I contend that Arieti’s formulation of schizophrenia laid the groundwork for psychiatry’s later adoption of Engel’s biopsychosocial model (
12), and that Arieti’s writings continue to provide insight into the practical application of a unified biological and psychodynamic approach. In sum, Arieti saw the biological and the psychological as complementary, not antagonistic, paradigms, each describing human mental phenomena at a different level of analysis. It is in this spirit that psychiatry continues to explore the complex relationship between brain and mind.
Legacy and modern findings
It is an unfortunate reality that most modern psychiatrists and psychotherapists do not take an interest in psychotherapy for schizophrenia, although mounting evidence indicates its effectiveness as a component of schizophrenia treatment (
13). Many of Arieti’s core ideas have withstood the test of time, such as his ideas on the listening attitude and a pluralistic model, as described above. An influential article (
14) in the psychopharmacological literature cites Arieti’s work on the etiology of hallucinations. Other recent research has supported Arieti’s beliefs regarding the importance of early attachment in the later development of psychotic disorder (
15,
16), the meaning of psychotic symptoms and their relationship to trauma (
17,
18), and the relationship between biology and psychology in individual susceptibility to schizophrenia (
19).
It is important to note that Arieti was writing at a time when most psychoanalytic psychiatrists believed firmly in the theory of the schizophrenogenic mother, and his comments on this subject must be considered within this context. His later writings on the family of the patient with schizophrenia (
20) reflect an attempt to correct for this harmful notion, although he continued to recognize the importance of the early environment in the etiology of schizophrenia, a belief that, as noted above, has been supported by much of the contemporary research.
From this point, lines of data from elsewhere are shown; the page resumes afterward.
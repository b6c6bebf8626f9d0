//! ExeGuard Operator Console Library
//!
//! Policy-state evaluation and pool-identity core for a swap-risk-control
//! mechanism (PolicyRegistry + UniswapExeGuard hook), plus the chain
//! reader/writer collaborators and refresh orchestration the CLI drives.
//!
//! Author: AI-Generated
//! Created: 2026-08-03

pub mod chain;
pub mod config;
pub mod contracts;
pub mod error;
pub mod events;
pub mod monitor;
pub mod policy;
pub mod pool;
pub mod types;

// Re-export commonly used types
pub use chain::{GuardAdmin, RpcStateReader, StateReader};
pub use config::{load_config, ConsoleConfig};
pub use error::ConsoleError;
pub use events::EventScanner;
pub use monitor::{PolicyStateMonitor, RefreshRequest, SnapshotView};
pub use types::{
    Defaults, EffectivePolicy, EventKind, Policy, PolicySource, PoolKey,
    SwapEligibilitySnapshot, TimelineEvent,
};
Arieti’s work foreshadowed much of the recent advances in the biopsychosocial understanding of schizophrenia and, remarkably, has been cited by modern biological psychiatrists as well as those working primarily from a psychological or trauma-based perspective. In this sense, his work continues to bridge the gap and unify psychiatry in its understanding of the most complex human problems.
Conclusions
Regrettably, most modern psychiatrists and mental health professionals have had little-to-no exposure to Arieti’s life’s work. Perhaps this lack is attributable to the belief, common in recent decades, that schizophrenia is a disease of the brain and that its symptoms possess no meaning or particular significance. However, as the pendulum swings back toward a more biopsychosocial model of psychiatry, students of the field would be wise to revisit the work of this pioneer of schizophrenia research. Forty years after his death, Arieti is remembered for his careful intellectual rigor, his genuine warmth and compassion toward patients and colleagues, and his devotion to our society’s sickest and most vulnerable.